Gerçek şu ki beynimizde hafıza ve dil aynı yerde tutulmaz. Anılar özellikle kişisel olanlar yani ne zaman doğduğun annenin sesi çocukken düştüğün yer çoğunlukla hipokampusta işlenir. Ama dil beynin bambaşka daha derin ve yaygın bir ağında barınır. Konuşmak bir refleks gibidir öğrenilmiş oturmuş ve belleğin en derin katmanlarında saklı bir beceridir. Hafıza kaybı çoğu zaman sadece “kimliğe” zarar verir senin kim olduğunu bilmezsin ama “sen kimsin?” diyecek kadar birikimin hala oradadır. Filmler bu durumu dramatize ederken gerçeği biraz sadeleştirir çünkü bir karakterin hem konuşamayıp hem de kim olduğunu bilmemesi senaryoyu tıkar. Oysa gerçekte hafıza, dil, beceri ve bilinç birer ayrı katmandır biri sarsıldığında diğeri ayakta kalabilir. Bu da bize şunu gösterir lnsan zihni bir bütün değil bir orkestra gibidir.
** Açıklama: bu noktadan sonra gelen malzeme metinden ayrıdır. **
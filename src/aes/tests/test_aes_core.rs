use super::super::aes_core::*;
use hex::decode as hex_decode;

fn block_from_hex(s: &str) -> [u8; 16] {
    let bytes = hex_decode(s).expect("invalid hex in test vector");
    let mut block = [0u8; 16];
    block.copy_from_slice(&bytes);
    block
}

#[test]
fn test_aes128_enc_fips197_appendix_b() {
    let plaintext = block_from_hex("3243f6a8885a308d313198a2e0370734");
    let key = block_from_hex("2b7e151628aed2a6abf7158809cf4f3c");
    let expected_ciphertext = block_from_hex("3925841d02dc09fbdc118597196a0b32");

    assert_eq!(aes_enc_block(&plaintext, &key), expected_ciphertext);
}

#[test]
fn test_aes128_enc_fips197_appendix_c() {
    let plaintext = block_from_hex("00112233445566778899aabbccddeeff");
    let key = block_from_hex("000102030405060708090a0b0c0d0e0f");
    let expected_ciphertext = block_from_hex("69c4e0d86a7b0430d8cdb78070b4c55a");

    assert_eq!(aes_enc_block(&plaintext, &key), expected_ciphertext);
}

#[test]
fn test_aes128_enc_sp800_38a_vector() {
    let plaintext = block_from_hex("6bc1bee22e409f96e93d7e117393172a");
    let key = block_from_hex("2b7e151628aed2a6abf7158809cf4f3c");
    let expected_ciphertext = block_from_hex("3ad77bb40d7a3660a89ecaf32466ef97");

    assert_eq!(aes_enc_block(&plaintext, &key), expected_ciphertext);
}

#[test]
fn test_aes128_enc_zero_key_zero_block() {
    let expected_ciphertext = block_from_hex("66e94bd4ef8a2c3b884cfa59ca342b2e");

    assert_eq!(aes_enc_block(&[0u8; 16], &[0u8; 16]), expected_ciphertext);
}

#[test]
fn test_aes128_dec_inverts_enc() {
    let plaintext = block_from_hex("00112233445566778899aabbccddeeff");
    let key = block_from_hex("000102030405060708090a0b0c0d0e0f");

    let ciphertext = aes_enc_block(&plaintext, &key);
    assert_eq!(aes_dec_block(&ciphertext, &key), plaintext);
}

#[test]
fn test_key_schedule_words_fips197_appendix_a() {
    let key = block_from_hex("2b7e151628aed2a6abf7158809cf4f3c");
    let words = aes128_key_schedule(&key);

    // First words are the key itself, big-endian.
    assert_eq!(words[0], 0x2b7e1516);
    assert_eq!(words[3], 0x09cf4f3c);

    // Intermediate and final words from the FIPS-197 A.1 expansion trace.
    assert_eq!(words[4], 0xa0fafe17);
    assert_eq!(words[10], 0x5935807a);
    assert_eq!(words[40], 0xd014f9a8);
    assert_eq!(words[43], 0xb6630ca6);
}

#[test]
fn test_expand_key_matches_word_schedule() {
    let key = block_from_hex("000102030405060708090a0b0c0d0e0f");
    let expanded = expand_key(&key);
    let words = aes128_key_schedule(&key);

    for (i, word) in words.iter().enumerate() {
        let chunk = &expanded[i * 4..i * 4 + 4];
        assert_eq!(
            *word,
            u32::from_be_bytes([chunk[0], chunk[1], chunk[2], chunk[3]])
        );
    }
}
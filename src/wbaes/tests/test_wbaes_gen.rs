use super::super::encoding::IDENTITY_NIBBLE_PERM;
use super::super::wbaes_gen::*;
use super::super::wbaes_tables::{WbaesEncryptionTable, WbaesExtEncoding};

use crate::aes::aes128_key_schedule;

use rand::SeedableRng;
use rand_chacha::ChaCha20Rng;

fn gen_with_seed(
    key: &[u8; 16],
    seed: u64,
    external_encodings: bool,
) -> (WbaesEncryptionTable, WbaesExtEncoding) {
    let round_keys = aes128_key_schedule(key);
    let config = WbaesGenConfig { external_encodings };
    let mut rng = ChaCha20Rng::seed_from_u64(seed);

    wbaes_gen_encryption_table(&round_keys, &config, &mut rng).expect("Table generation failed")
}

#[test]
fn test_generation_is_deterministic_for_fixed_seed() {
    let key = *b"\x2b\x7e\x15\x16\x28\xae\xd2\xa6\xab\xf7\x15\x88\x09\xcf\x4f\x3c";

    let (et1, ee1) = gen_with_seed(&key, 42, true);
    let (et2, ee2) = gen_with_seed(&key, 42, true);

    assert_eq!(et1.to_bytes(), et2.to_bytes());
    assert_eq!(ee1.ext_f, ee2.ext_f);
    assert_eq!(ee1.ext_g, ee2.ext_g);
}

#[test]
fn test_generation_differs_across_rng_states() {
    let key = [0u8; 16];

    let (et1, _) = gen_with_seed(&key, 1, false);
    let (et2, _) = gen_with_seed(&key, 2, false);

    assert_ne!(
        et1.ty_boxes[0][0][0], et2.ty_boxes[0][0][0],
        "independent RNG states produced identical table entries"
    );
}

#[test]
fn test_default_config_leaves_external_encodings_identity() {
    let key = [0u8; 16];
    let (_, ee) = gen_with_seed(&key, 3, false);

    for i in 0..16 {
        for h in 0..2 {
            assert_eq!(ee.ext_f[i][h], IDENTITY_NIBBLE_PERM);
            assert_eq!(ee.inv_ext_f[i][h], IDENTITY_NIBBLE_PERM);
            assert_eq!(ee.ext_g[i][h], IDENTITY_NIBBLE_PERM);
            assert_eq!(ee.inv_ext_g[i][h], IDENTITY_NIBBLE_PERM);
        }
    }
}

#[test]
fn test_random_external_encodings_are_published_with_inverses() {
    let key = [0u8; 16];
    let (_, ee) = gen_with_seed(&key, 4, true);

    for i in 0..16 {
        for h in 0..2 {
            for v in 0..16 {
                assert_eq!(ee.inv_ext_f[i][h][ee.ext_f[i][h][v] as usize] as usize, v);
                assert_eq!(ee.inv_ext_g[i][h][ee.ext_g[i][h][v] as usize] as usize, v);
            }
        }
    }
}
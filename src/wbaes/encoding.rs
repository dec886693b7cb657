//! Non-linear Nibble Encodings
//!
//! Every 4-bit value that crosses a table boundary inside the white-box
//! network is wrapped in a random bijection of {0..15}, and the consuming
//! table starts by applying the matching inverse. This module provides the
//! permutation generator and the external encoding helpers that apply the
//! same idea at the plaintext/ciphertext boundary, one low-nibble and one
//! high-nibble permutation per state byte.
//!
//! Permutations are produced by a Fisher-Yates shuffle over a
//! caller-supplied CSPRNG.

use std::error::Error;

use rand::{CryptoRng, RngCore};

/// A bijection of the sixteen 4-bit values.
pub type NibblePerm = [u8; 16];

/// A per-byte external encoding: index 0 holds the low-nibble permutation
/// and index 1 the high-nibble permutation for each of the 16 state bytes.
pub type ExtEncoding = [[NibblePerm; 2]; 16];

/// The identity permutation of {0..15}.
pub const IDENTITY_NIBBLE_PERM: NibblePerm =
    [0, 1, 2, 3, 4, 5, 6, 7, 8, 9, 10, 11, 12, 13, 14, 15];

/// Shuffle a nibble permutation in place.
fn knuth_shuffle<R: RngCore + CryptoRng>(
    rng: &mut R,
    x: &mut NibblePerm,
) -> Result<(), Box<dyn Error>> {
    let mut bytes = [0u8; 15];
    rng.try_fill_bytes(&mut bytes)?;

    for i in (1..16).rev() {
        let j = (bytes[15 - i] as usize) % (i + 1);
        x.swap(i, j);
    }

    Ok(())
}

/// Generate a random nibble permutation and its inverse.
pub(crate) fn gen_rand_nibble_perm<R: RngCore + CryptoRng>(
    rng: &mut R,
) -> Result<(NibblePerm, NibblePerm), Box<dyn Error>> {
    let mut x = IDENTITY_NIBBLE_PERM;
    knuth_shuffle(rng, &mut x)?;

    let mut inv_x = [0u8; 16];
    for (i, &v) in x.iter().enumerate() {
        inv_x[v as usize] = i as u8;
    }

    Ok((x, inv_x))
}

/// Apply an external encoding to a 16-byte state in place.
///
/// Each byte is rewritten as `f[i][1][high(x)] << 4 | f[i][0][low(x)]`.
/// Applied to the plaintext before white-box encryption with `ext_f`, and
/// produced on the ciphertext by the last-round tables with `ext_g`.
pub fn encode_ext_x(f: &ExtEncoding, x: &mut [u8; 16]) {
    for (b, perms) in x.iter_mut().zip(f.iter()) {
        *b = perms[1][(*b >> 4) as usize] << 4 | perms[0][(*b & 0x0f) as usize];
    }
}

/// Remove an external encoding from a 16-byte state in place.
///
/// The inverse of [`encode_ext_x`]: pass the inverse permutation pair.
pub fn decode_ext_x(inv_f: &ExtEncoding, x: &mut [u8; 16]) {
    for (b, perms) in x.iter_mut().zip(inv_f.iter()) {
        *b = perms[1][(*b >> 4) as usize] << 4 | perms[0][(*b & 0x0f) as usize];
    }
}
Hafıza sadece geçmişin değil kim olduğumuzdur ama dil bizi geçmişten kopsa bile konuşmaya devam eden bir hayalet gibi yaşatır.
"Neden hafızasını kaybeden biri konuşabiliyor?"
Konuşma ve anılar farklı beyin bölgelerinde tutulur. Konuşmak bir beceridir kolay kolay silinmez. Filmlerdeki hafıza kaybı senaryo gereği abartılı ve sadeleştirilmiş bir versiyondur.